USDA has not identified any relevant Federal rules that duplicate, overlap, or conflict with this action.

A proposed rule concerning this action was published in the Federal Register on April 4, 2018 (83 FR 14379). A copy of the proposed rule was provided to the handlers by the Committee. Finally, the proposal was made available through the internet by USDA and the Office of the Federal Register. A 30-day comment period ending May 4, 2018, was provided for interested persons to respond to the proposal. No comments were received. The proposal also contained administrative revisions to the Order's subpart headings to bring the language into conformance with the Office of Federal Register requirements. Those revisions are not included in this rule as they were included in a technical amendment final rule published in the Federal Register on April 6, 2018 (83 FR 14736).
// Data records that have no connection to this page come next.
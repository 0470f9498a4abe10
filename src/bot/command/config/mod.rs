//! Server configuration commands, restricted to server managers.

pub mod language;

use super::CommandCategory;

pub fn category() -> CommandCategory {
    CommandCategory {
        name: "config",
        modules: vec![language::module()],
    }
}
use serenity::all::{
    CommandOptionType, CreateCommand, CreateCommandOption, CreateInteractionResponseMessage,
    Permissions,
};
use serenity::async_trait;

use crate::{
    bot::{
        command::{CommandHandler, CommandModule},
        embed,
        interaction::CommandResponder,
        locale::strings,
    },
    error::AppError,
    model::language::Language,
    service::language::LanguageService,
    state::BotState,
};

pub struct SetLanguage;

pub fn module() -> CommandModule {
    CommandModule::new("config/language", register(), SetLanguage)
}

pub fn register() -> CreateCommand {
    let option = Language::ALL.into_iter().fold(
        CreateCommandOption::new(
            CommandOptionType::String,
            "language",
            "The language the bot should speak in this server",
        )
        .required(false),
        |option, language| option.add_string_choice(language.native_name(), language.code()),
    );

    CreateCommand::new("language")
        .description("Show or change the language the bot speaks in this server")
        .default_member_permissions(Permissions::MANAGE_GUILD)
        .dm_permission(false)
        .add_option(option)
}

#[async_trait]
impl CommandHandler for SetLanguage {
    /// Shows the current language with a picker, or stores the language given as option.
    ///
    /// Requires Manage Server. Servers can override the default command visibility.
    async fn execute(
        &self,
        state: &BotState,
        interaction: &dyn CommandResponder,
    ) -> Result<(), AppError> {
        let Some(guild_id) = interaction.guild_id() else {
            return reply_ephemeral(interaction, strings(Language::default()).guild_only).await;
        };

        let service = LanguageService::new(&state.db, &state.languages);
        let current = service.get(guild_id.get()).await;
        let current_strings = strings(current);

        let can_manage = interaction
            .member_permissions()
            .is_some_and(|permissions| permissions.manage_guild());
        if !can_manage {
            return reply_ephemeral(interaction, current_strings.missing_permission).await;
        }

        let Some(requested) = interaction.string_option("language") else {
            return interaction
                .reply(
                    CreateInteractionResponseMessage::new()
                        .content(
                            current_strings
                                .language_current
                                .replace("{language}", current.native_name()),
                        )
                        .components(vec![embed::language_menu(current_strings, current)])
                        .ephemeral(true),
                )
                .await;
        };

        let Ok(language) = requested.parse::<Language>() else {
            return reply_ephemeral(interaction, current_strings.language_unknown).await;
        };

        service.set(guild_id.get(), language).await?;

        let new_strings = strings(language);
        interaction
            .reply(
                CreateInteractionResponseMessage::new().content(
                    new_strings
                        .language_changed
                        .replace("{language}", language.native_name()),
                ),
            )
            .await
    }
}

async fn reply_ephemeral(interaction: &dyn CommandResponder, content: &str) -> Result<(), AppError> {
    interaction
        .reply(
            CreateInteractionResponseMessage::new()
                .content(content)
                .ephemeral(true),
        )
        .await
}

#[cfg(test)]
mod tests {
    use super::*;
    use crate::bot::{interaction::mock::MockInteraction, test_support::test_state};
    use crate::data::guild_preference::GuildPreferenceRepository;

    /// Tests that choosing a language stores it and confirms in the new language.
    ///
    /// Expected: Ok with French cached, stored and used in the reply
    #[tokio::test]
    async fn stores_chosen_language() -> Result<(), AppError> {
        let state = test_state().await;
        let interaction = MockInteraction::new("language").with_option("language", "french");

        SetLanguage.execute(&state, &interaction).await?;

        assert_eq!(state.languages.get(1).await, Language::French);
        let stored = GuildPreferenceRepository::new(&state.db)
            .find_by_guild_id(1)
            .await?
            .unwrap();
        assert_eq!(stored.language, Language::French);

        let replies = interaction.replies();
        assert_eq!(replies.len(), 1);
        assert!(replies[0]["content"]
            .as_str()
            .unwrap()
            .starts_with("Je parle désormais"));

        Ok(())
    }

    /// Tests that omitting the option shows the current language and the picker.
    ///
    /// Expected: Ok with one ephemeral reply carrying a select menu
    #[tokio::test]
    async fn shows_current_language_without_option() -> Result<(), AppError> {
        let state = test_state().await;
        let interaction = MockInteraction::new("language");

        SetLanguage.execute(&state, &interaction).await?;

        let replies = interaction.replies();
        assert_eq!(replies.len(), 1);
        assert!(replies[0]["content"].as_str().unwrap().contains("English"));
        assert_eq!(replies[0]["flags"], 64);
        assert_eq!(
            replies[0]["components"][0]["components"][0]["custom_id"],
            "language_select"
        );

        Ok(())
    }

    /// Tests that members without Manage Server cannot change the language.
    ///
    /// Expected: Ok with a refusal and the cache left untouched
    #[tokio::test]
    async fn refuses_members_without_manage_guild() -> Result<(), AppError> {
        let state = test_state().await;
        let interaction = MockInteraction::new("language")
            .with_permissions(Some(Permissions::SEND_MESSAGES))
            .with_option("language", "french");

        SetLanguage.execute(&state, &interaction).await?;

        assert_eq!(state.languages.get(1).await, Language::English);
        assert_eq!(
            interaction.replies()[0]["content"],
            strings(Language::English).missing_permission
        );

        Ok(())
    }

    /// Tests that the command refuses to run outside of a guild.
    #[tokio::test]
    async fn refuses_direct_messages() -> Result<(), AppError> {
        let state = test_state().await;
        let interaction = MockInteraction::new("language").in_guild(None);

        SetLanguage.execute(&state, &interaction).await?;

        assert_eq!(
            interaction.replies()[0]["content"],
            strings(Language::English).guild_only
        );

        Ok(())
    }

    /// Tests that an unknown language code is rejected without touching the store.
    #[tokio::test]
    async fn rejects_unknown_language() -> Result<(), AppError> {
        let state = test_state().await;
        let interaction = MockInteraction::new("language").with_option("language", "klingon");

        SetLanguage.execute(&state, &interaction).await?;

        assert!(GuildPreferenceRepository::new(&state.db)
            .find_by_guild_id(1)
            .await?
            .is_none());
        assert_eq!(
            interaction.replies()[0]["content"],
            strings(Language::English).language_unknown
        );

        Ok(())
    }
}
A small business guide on complying with fruit, vegetable, and specialty crop marketing agreements and orders may be viewed at: http://www.ams.usda.gov/rules-regulations/moa/small-businesses. Any questions about the compliance guide should be sent to Richard Lower at the previously-mentioned address in the FOR FURTHER INFORMATION CONTACT section.

After consideration of all relevant material presented, including the information and recommendation submitted by the Committee and other available information, it is hereby found that this rule will tend to effectuate the declared policy of the Act.

List of Subjects in 7 CFR Part 932

Marketing agreements, Olives, Reporting and recordkeeping requirements.

For the reasons set forth in the preamble, 7 CFR part 932 is amended as follows:

PART 932--OLIVES GROWN IN CALIFORNIA

0

  1. The authority citation for part 932 continues to read as follows:

    Authority: 7 U.S.C. 601-674.

    0

  2. Section 932.230 is revised to read as follows:

    Sec. 932.230 Assessment rate.

    On and after January 1, 2018, an assessment rate of $24.00 per ton is established for California olives.

    Dated: June 15, 2018.

    Bruce Summers,

    Administrator, Agricultural Marketing Service.